* _Your task_: Count every line in the data below where the word "AnyGrid" appears, then state only that count.

* _Input data_:
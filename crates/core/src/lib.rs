pub mod attributes;
mod error;
pub mod math;
mod paged_array;
mod parallel;
pub mod points;
pub mod points_move;
pub mod progress;
pub mod rasterize;
pub mod tree;

pub use attributes::{
    AttributeArray, AttributeDescriptor, AttributeInfo, AttributeSet, AttributeStorage,
    AttributeType, AttributeValue, POSITION,
};
pub use error::{PointsError, PointsResult};
pub use math::{Coord, CoordBBox, Transform};
pub use paged_array::PagedArray;
pub use points::{
    eval_min_max, AttributeThresholdFilter, FnFilter, MinMax, NullFilter, PointCloud,
    PointDataGrid, PointFilter, PointLeaf, PointTree,
};
pub use points_move::{
    move_points, move_points_to, CachedDeformer, Deformer, DeformerCache, FnDeformer,
    MoveReport, NullDeformer, OffsetDeformer,
};
pub use progress::{
    CallbackInterrupter, FlagInterrupter, Interrupter, NullInterrupter, ProgressEvent,
    ProgressSink,
};
pub use rasterize::{
    rasterize_sdf, rasterize_smooth_spheres, rasterize_spheres, RasterizeSettings, SurfaceKind,
    LEVEL_SET_HALF_WIDTH,
};
pub use tree::{AnyGrid, Grid, GridClass, MaskTree, Tree};
//! Sparse voxel tree: a single level of leaf-sized nodes keyed by origin.
//! Each slot is either a dense [`LeafNode`] or a constant tile.

mod grid;
mod leaf;

use std::collections::BTreeMap;
use std::fmt;

pub use grid::{AnyGrid, Grid, GridClass};
pub use leaf::{
    coord_to_offset, leaf_origin, offset_to_local_coord, LeafNode, OnIter, ValueMask, DIM,
    LOG2DIM, SIZE,
};

use crate::math::{Coord, CoordBBox};
use crate::parallel;

pub trait TreeValue: Copy + Default + PartialEq + Send + Sync + fmt::Debug + 'static {}

impl<T> TreeValue for T where T: Copy + Default + PartialEq + Send + Sync + fmt::Debug + 'static {}

#[derive(Debug, Clone, PartialEq)]
pub enum Node<T> {
    Leaf(Box<LeafNode<T>>),
    Tile { value: T, active: bool },
}

#[derive(Debug, Clone, PartialEq)]
pub struct Tree<T> {
    background: T,
    nodes: BTreeMap<Coord, Node<T>>,
}

pub type MaskTree = Tree<bool>;

impl<T: TreeValue> Default for Tree<T> {
    fn default() -> Self {
        Self::new(T::default())
    }
}

impl<T: TreeValue> Tree<T> {
    pub fn new(background: T) -> Self {
        Self {
            background,
            nodes: BTreeMap::new(),
        }
    }

    pub fn background(&self) -> T {
        self.background
    }

    pub fn is_empty(&self) -> bool {
        self.nodes.is_empty()
    }

    pub fn clear(&mut self) {
        self.nodes.clear();
    }

    pub fn leaf_count(&self) -> usize {
        self.leaves().count()
    }

    pub fn active_tile_count(&self) -> usize {
        self.nodes
            .values()
            .filter(|node| matches!(node, Node::Tile { active: true, .. }))
            .count()
    }

    pub fn nodes(&self) -> impl Iterator<Item = (&Coord, &Node<T>)> {
        self.nodes.iter()
    }

    /// Leaves in ascending origin order.
    pub fn leaves(&self) -> impl Iterator<Item = &LeafNode<T>> {
        self.nodes.values().filter_map(|node| match node {
            Node::Leaf(leaf) => Some(leaf.as_ref()),
            Node::Tile { .. } => None,
        })
    }

    pub fn leaves_mut(&mut self) -> impl Iterator<Item = &mut LeafNode<T>> {
        self.nodes.values_mut().filter_map(|node| match node {
            Node::Leaf(leaf) => Some(leaf.as_mut()),
            Node::Tile { .. } => None,
        })
    }

    pub fn probe_leaf(&self, c: Coord) -> Option<&LeafNode<T>> {
        match self.nodes.get(&leaf_origin(c)) {
            Some(Node::Leaf(leaf)) => Some(leaf.as_ref()),
            _ => None,
        }
    }

    pub fn probe_leaf_mut(&mut self, c: Coord) -> Option<&mut LeafNode<T>> {
        match self.nodes.get_mut(&leaf_origin(c)) {
            Some(Node::Leaf(leaf)) => Some(leaf.as_mut()),
            _ => None,
        }
    }

    /// Returns the leaf containing `c`, densifying a tile or creating an
    /// inactive background leaf when needed.
    pub fn touch_leaf(&mut self, c: Coord) -> &mut LeafNode<T> {
        let origin = leaf_origin(c);
        let background = self.background;
        let node = self.nodes.entry(origin).or_insert(Node::Tile {
            value: background,
            active: false,
        });
        if let Node::Tile { value, active } = *node {
            *node = Node::Leaf(Box::new(LeafNode::new(origin, value, active)));
        }
        match node {
            Node::Leaf(leaf) => leaf.as_mut(),
            Node::Tile { .. } => unreachable!("tile was replaced by a leaf"),
        }
    }

    /// Inserts `leaf`, replacing whatever occupied its slot.
    pub fn add_leaf(&mut self, leaf: Box<LeafNode<T>>) -> Option<Node<T>> {
        self.nodes.insert(leaf.origin(), Node::Leaf(leaf))
    }

    pub fn add_tile(&mut self, origin: Coord, value: T, active: bool) -> Option<Node<T>> {
        self.nodes
            .insert(leaf_origin(origin), Node::Tile { value, active })
    }

    /// Takes ownership of the leaf containing `c`. The slot is emptied.
    pub fn steal_leaf(&mut self, c: Coord) -> Option<Box<LeafNode<T>>> {
        let origin = leaf_origin(c);
        if !matches!(self.nodes.get(&origin), Some(Node::Leaf(_))) {
            return None;
        }
        match self.nodes.remove(&origin) {
            Some(Node::Leaf(leaf)) => Some(leaf),
            _ => None,
        }
    }

    pub fn probe_value(&self, c: Coord) -> (T, bool) {
        match self.nodes.get(&leaf_origin(c)) {
            Some(Node::Leaf(leaf)) => {
                let offset = coord_to_offset(c);
                (leaf.get_value(offset), leaf.is_value_on(offset))
            }
            Some(Node::Tile { value, active }) => (*value, *active),
            None => (self.background, false),
        }
    }

    pub fn get_value(&self, c: Coord) -> T {
        self.probe_value(c).0
    }

    pub fn is_value_on(&self, c: Coord) -> bool {
        self.probe_value(c).1
    }

    pub fn set_value_on(&mut self, c: Coord, value: T) {
        self.touch_leaf(c).set_value_on(coord_to_offset(c), value);
    }

    pub fn set_value_off(&mut self, c: Coord, value: T) {
        self.touch_leaf(c).set_value_off(coord_to_offset(c), value);
    }

    pub fn set_active_state(&mut self, c: Coord, on: bool) {
        if self.is_value_on(c) == on {
            return;
        }
        self.touch_leaf(c).set_active_state(coord_to_offset(c), on);
    }

    /// Sets every voxel of `bbox`. Leaf regions fully covered become tiles,
    /// partially covered regions are written voxel by voxel.
    pub fn sparse_fill(&mut self, bbox: CoordBBox, value: T, active: bool) {
        if bbox.is_empty() {
            return;
        }
        let lo = leaf_origin(bbox.min);
        let hi = leaf_origin(bbox.max);
        for x in (lo.x..=hi.x).step_by(DIM as usize) {
            for y in (lo.y..=hi.y).step_by(DIM as usize) {
                for z in (lo.z..=hi.z).step_by(DIM as usize) {
                    let origin = Coord::new(x, y, z);
                    let node_box = CoordBBox::cube(origin, DIM);
                    if bbox.contains_bbox(&node_box) {
                        self.nodes.insert(origin, Node::Tile { value, active });
                        continue;
                    }
                    let mut clip = node_box;
                    clip.intersect(&bbox);
                    let leaf = self.touch_leaf(origin);
                    clip.for_each_coord(|c| {
                        let offset = coord_to_offset(c);
                        leaf.set_value_only(offset, value);
                        leaf.set_active_state(offset, active);
                    });
                }
            }
        }
    }

    /// Activates every voxel active in `other` without changing values held
    /// by `self`. Inactive tiles of `other` become inactive background tiles
    /// in empty slots of `self`.
    pub fn topology_union<U: TreeValue>(&mut self, other: &Tree<U>) {
        let background = self.background;
        for (origin, node) in &other.nodes {
            match node {
                Node::Leaf(other_leaf) => {
                    if matches!(self.nodes.get(origin), Some(Node::Tile { active: true, .. })) {
                        continue;
                    }
                    self.touch_leaf(*origin)
                        .mask_mut()
                        .union_with(other_leaf.mask());
                }
                Node::Tile { active: true, .. } => match self.nodes.get_mut(origin) {
                    Some(Node::Leaf(leaf)) => leaf.mask_mut().fill(true),
                    Some(Node::Tile { active, .. }) => *active = true,
                    None => {
                        self.nodes.insert(
                            *origin,
                            Node::Tile {
                                value: background,
                                active: true,
                            },
                        );
                    }
                },
                Node::Tile { active: false, .. } => {
                    self.nodes.entry(*origin).or_insert(Node::Tile {
                        value: background,
                        active: false,
                    });
                }
            }
        }
    }

    /// Deactivates every voxel of `self` that is active in `other`.
    pub fn topology_difference<U: TreeValue>(&mut self, other: &Tree<U>) {
        for (origin, node) in &other.nodes {
            match node {
                Node::Leaf(other_leaf) => match self.nodes.get_mut(origin) {
                    Some(Node::Leaf(leaf)) => leaf.mask_mut().difference_with(other_leaf.mask()),
                    Some(node) => {
                        if let Node::Tile {
                            value,
                            active: true,
                        } = *node
                        {
                            let mut leaf = LeafNode::new(*origin, value, true);
                            leaf.mask_mut().difference_with(other_leaf.mask());
                            *node = Node::Leaf(Box::new(leaf));
                        }
                    }
                    None => {}
                },
                Node::Tile { active: true, .. } => match self.nodes.get_mut(origin) {
                    Some(Node::Leaf(leaf)) => leaf.mask_mut().fill(false),
                    Some(Node::Tile { active, .. }) => *active = false,
                    None => {}
                },
                Node::Tile { active: false, .. } => {}
            }
        }
    }

    /// Applies `f` to every inactive value stored in the tree: inactive
    /// voxels of leaves and inactive tiles (addressed by tile origin).
    pub fn modify_inactive_values<F>(&mut self, threaded: bool, f: F)
    where
        F: Fn(Coord, &mut T) + Sync + Send,
    {
        let mut nodes: Vec<(&Coord, &mut Node<T>)> = self.nodes.iter_mut().collect();
        parallel::for_each_indexed_mut(&mut nodes, threaded, |_, (origin, node)| match node {
            Node::Leaf(leaf) => {
                let (values, mask) = leaf.buffers_mut();
                for (offset, value) in values.iter_mut().enumerate() {
                    if !mask.is_on(offset) {
                        f(**origin + offset_to_local_coord(offset), value);
                    }
                }
            }
            Node::Tile {
                value,
                active: false,
            } => f(**origin, value),
            Node::Tile { active: true, .. } => {}
        });
    }

    /// Applies `f` to every active value: active voxels of leaves and active
    /// tiles (addressed by tile origin).
    pub fn modify_active_values<F>(&mut self, threaded: bool, f: F)
    where
        F: Fn(Coord, &mut T) + Sync + Send,
    {
        let mut nodes: Vec<(&Coord, &mut Node<T>)> = self.nodes.iter_mut().collect();
        parallel::for_each_indexed_mut(&mut nodes, threaded, |_, (origin, node)| match node {
            Node::Leaf(leaf) => {
                let (values, mask) = leaf.buffers_mut();
                for offset in mask.iter_on() {
                    f(**origin + offset_to_local_coord(offset), &mut values[offset]);
                }
            }
            Node::Tile {
                value,
                active: true,
            } => f(**origin, value),
            Node::Tile { active: false, .. } => {}
        });
    }

    /// Replaces every active tile with a fully active leaf of the tile value.
    pub fn voxelize_active_tiles(&mut self) {
        for (origin, node) in self.nodes.iter_mut() {
            if let Node::Tile {
                value,
                active: true,
            } = *node
            {
                *node = Node::Leaf(Box::new(LeafNode::new(*origin, value, true)));
            }
        }
    }

    /// Collapses leaves with no active voxels into inactive background tiles.
    pub fn prune_inactive(&mut self) {
        let background = self.background;
        for node in self.nodes.values_mut() {
            if let Node::Leaf(leaf) = node {
                if leaf.mask().is_all_off() {
                    *node = Node::Tile {
                        value: background,
                        active: false,
                    };
                }
            }
        }
    }

    pub fn active_voxel_count(&self) -> u64 {
        self.nodes
            .values()
            .map(|node| match node {
                Node::Leaf(leaf) => leaf.active_count() as u64,
                Node::Tile { active: true, .. } => SIZE as u64,
                Node::Tile { active: false, .. } => 0,
            })
            .sum()
    }

    /// Union of the node bounds of every leaf and active tile.
    pub fn eval_leaf_bounding_box(&self) -> CoordBBox {
        let mut bbox = CoordBBox::empty();
        for (origin, node) in &self.nodes {
            if matches!(node, Node::Leaf(_) | Node::Tile { active: true, .. }) {
                bbox.union(&CoordBBox::cube(*origin, DIM));
            }
        }
        bbox
    }

    pub fn eval_active_bounding_box(&self) -> CoordBBox {
        let mut bbox = CoordBBox::empty();
        for (origin, node) in &self.nodes {
            match node {
                Node::Leaf(leaf) => bbox.union(&leaf.active_bounding_box()),
                Node::Tile { active: true, .. } => bbox.union(&CoordBBox::cube(*origin, DIM)),
                Node::Tile { active: false, .. } => {}
            }
        }
        bbox
    }

    /// Visits active voxels in ascending leaf order. Active tiles are reported
    /// voxel by voxel.
    pub fn for_each_active_voxel(&self, mut f: impl FnMut(Coord, T)) {
        for (origin, node) in &self.nodes {
            match node {
                Node::Leaf(leaf) => {
                    for offset in leaf.mask().iter_on() {
                        f(leaf.offset_to_global_coord(offset), leaf.get_value(offset));
                    }
                }
                Node::Tile {
                    value,
                    active: true,
                } => CoordBBox::cube(*origin, DIM).for_each_coord(|c| f(c, *value)),
                Node::Tile { active: false, .. } => {}
            }
        }
    }
}

impl Tree<f32> {
    /// Collapses inactive level-set leaves into tiles carrying the outside or
    /// inside background, chosen by the sign of the leaf's first value, and
    /// snaps inactive tile values to the signed background.
    pub fn prune_level_set(&mut self) {
        let outside = self.background.abs();
        for node in self.nodes.values_mut() {
            match node {
                Node::Leaf(leaf) => {
                    if leaf.mask().is_all_off() {
                        let inside = leaf.get_value(0) < 0.0;
                        *node = Node::Tile {
                            value: if inside { -outside } else { outside },
                            active: false,
                        };
                    }
                }
                Node::Tile {
                    value,
                    active: false,
                } => *value = if *value < 0.0 { -outside } else { outside },
                Node::Tile { active: true, .. } => {}
            }
        }
    }
}

#[cfg(test)]
mod tests;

* _Answer section_: 2